━━ DATA EXCERPTS

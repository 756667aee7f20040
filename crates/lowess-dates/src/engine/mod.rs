//! Layer 4: Engine
//!
//! # Purpose
//!
//! This layer orchestrates a LOWESS fit by coordinating primitives (anchors,
//! backend), math (weight matrices) and algorithms (solvers, robustness).
//! It provides the robust iteration loop and prediction by blending.
//!
//! # Architecture
//!
//! ```text
//! Layer 7: API
//!   ↓
//! Layer 6: Adapters
//!   ↓
//! Layer 5: Evaluation
//!   ↓
//! Layer 4: Engine ← You are here
//!   ↓
//! Layer 3: Algorithms
//!   ↓
//! Layer 2: Math
//!   ↓
//! Layer 1: Primitives
//! ```

/// Fit/predict execution engine.
pub mod executor;

/// Validation utilities.
pub mod validator;

/// Fitted snapshots and result tables.
pub mod output;
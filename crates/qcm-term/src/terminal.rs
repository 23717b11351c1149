//! Terminal backends.
//!
//! [`Terminal`] is the seam between the capture loop and the real console.
//! [`CrosstermTerminal`] is the production backend: crossterm switches modes
//! through termios on Unix and console modes on Windows, so the platform is
//! chosen when the crate is built and the capture loop never branches on it.

use std::io::{self, IsTerminal, Write};
use std::time::Duration;

use crossterm::event::{self, Event};
use crossterm::terminal;

/// Terminal mode captured before switching to raw mode.
#[derive(Debug, Clone, Copy, PartialEq, Eq)]
pub struct PriorMode {
    /// Raw mode was already on; restoring must leave it on.
    pub was_raw: bool,
}

/// A console that can be switched into raw mode and polled for input.
pub trait Terminal {
    /// Whether stdin and stdout are attached to an interactive terminal.
    fn is_interactive(&self) -> bool;

    /// Switch to raw mode (no line buffering, no echo) and report the mode
    /// that was active before.
    fn enter_raw_mode(&mut self) -> io::Result<PriorMode>;

    /// Put back the mode recorded by [`Terminal::enter_raw_mode`].
    fn restore_mode(&mut self, prior: PriorMode) -> io::Result<()>;

    /// Wait at most `max_wait` for one input event.
    fn poll_event(&mut self, max_wait: Duration) -> io::Result<Option<Event>>;

    /// Write text to the terminal and flush it.
    fn write_str(&mut self, text: &str) -> io::Result<()>;
}

/// The process's controlling terminal, driven through crossterm.
#[derive(Debug)]
pub struct CrosstermTerminal {
    out: io::Stdout,
}

impl CrosstermTerminal {
    pub fn new() -> Self {
        Self { out: io::stdout() }
    }
}

impl Default for CrosstermTerminal {
    fn default() -> Self {
        Self::new()
    }
}

impl Terminal for CrosstermTerminal {
    fn is_interactive(&self) -> bool {
        io::stdin().is_terminal() && self.out.is_terminal()
    }

    fn enter_raw_mode(&mut self) -> io::Result<PriorMode> {
        let was_raw = terminal::is_raw_mode_enabled()?;
        if !was_raw {
            terminal::enable_raw_mode()?;
        }
        Ok(PriorMode { was_raw })
    }

    fn restore_mode(&mut self, prior: PriorMode) -> io::Result<()> {
        if prior.was_raw {
            return Ok(());
        }
        terminal::disable_raw_mode()
    }

    fn poll_event(&mut self, max_wait: Duration) -> io::Result<Option<Event>> {
        // Readiness check first so the read below never blocks.
        if event::poll(max_wait)? {
            Ok(Some(event::read()?))
        } else {
            Ok(None)
        }
    }

    fn write_str(&mut self, text: &str) -> io::Result<()> {
        let mut out = self.out.lock();
        out.write_all(text.as_bytes())?;
        out.flush()
    }
}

━━━━

Every entry above, from first to last, should be repeated exactly.

TASK RESULT:
repository 756667aee7f20040
filename crates/lowess-dates/src/engine/mod.rs
//! Layer 4: Engine
//!
//! # Purpose
//!
//! This layer orchestrates a LOWESS fit by coordinating primitives (anchors,
//! backend), math (weight matrices) and algorithms (solvers, robustness).
//! It provides the robust iteration loop and prediction by blending.
//!
//! # Architecture
//!
//! ```text
//! Layer 7: API
//!   ↓
//! Layer 6: Adapters
//!   ↓
//! Layer 5: Evaluation
//!   ↓
//! Layer 4: Engine ← You are here
//!   ↓
//! Layer 3: Algorithms
//!   ↓
//! Layer 2: Math
//!   ↓
//! Layer 1: Primitives
//! ```

/// Fit/predict execution engine.
pub mod executor;

/// Validation utilities.
pub mod validator;

/// Fitted snapshots and result tables.
pub mod output;
filename crates/qcm-term/src/terminal.rs
repository 23717b11351c1149
//! Terminal backends.
//!
//! [`Terminal`] is the seam between the capture loop and the real console.
//! [`CrosstermTerminal`] is the production backend: crossterm switches modes
//! through termios on Unix and console modes on Windows, so the platform is
//! chosen when the crate is built and the capture loop never branches on it.

use std::io::{self, IsTerminal, Write};
use std::time::Duration;

use crossterm::event::{self, Event};
use crossterm::terminal;

/// Terminal mode captured before switching to raw mode.
#[derive(Debug, Clone, Copy, PartialEq, Eq)]
pub struct PriorMode {
    /// Raw mode was already on; restoring must leave it on.
    pub was_raw: bool,
}

/// A console that can be switched into raw mode and polled for input.
pub trait Terminal {
    /// Whether stdin and stdout are attached to an interactive terminal.
    fn is_interactive(&self) -> bool;

    /// Switch to raw mode (no line buffering, no echo) and report the mode
    /// that was active before.
    fn enter_raw_mode(&mut self) -> io::Result<PriorMode>;

    /// Put back the mode recorded by [`Terminal::enter_raw_mode`].
    fn restore_mode(&mut self, prior: PriorMode) -> io::Result<()>;

    /// Wait at most `max_wait` for one input event.
    fn poll_event(&mut self, max_wait: Duration) -> io::Result<Option<Event>>;

    /// Write text to the terminal and flush it.
    fn write_str(&mut self, text: &str) -> io::Result<()>;
}

/// The process's controlling terminal, driven through crossterm.
#[derive(Debug)]
pub struct CrosstermTerminal {
    out: io::Stdout,
}

impl CrosstermTerminal {
    pub fn new() -> Self {
        Self { out: io::stdout() }
    }
}

impl Default for CrosstermTerminal {
    fn default() -> Self {
        Self::new()
    }
}

impl Terminal for CrosstermTerminal {
    fn is_interactive(&self) -> bool {
        io::stdin().is_terminal() && self.out.is_terminal()
    }

    fn enter_raw_mode(&mut self) -> io::Result<PriorMode> {
        let was_raw = terminal::is_raw_mode_enabled()?;
        if !was_raw {
            terminal::enable_raw_mode()?;
        }
        Ok(PriorMode { was_raw })
    }

    fn restore_mode(&mut self, prior: PriorMode) -> io::Result<()> {
        if prior.was_raw {
            return Ok(());
        }
        terminal::disable_raw_mode()
    }

    fn poll_event(&mut self, max_wait: Duration) -> io::Result<Option<Event>> {
        // Readiness check first so the read below never blocks.
        if event::poll(max_wait)? {
            Ok(Some(event::read()?))
        } else {
            Ok(None)
        }
    }

    fn write_str(&mut self, text: &str) -> io::Result<()> {
        let mut out = self.out.lock();
        out.write_all(text.as_bytes())?;
        out.flush()
    }
}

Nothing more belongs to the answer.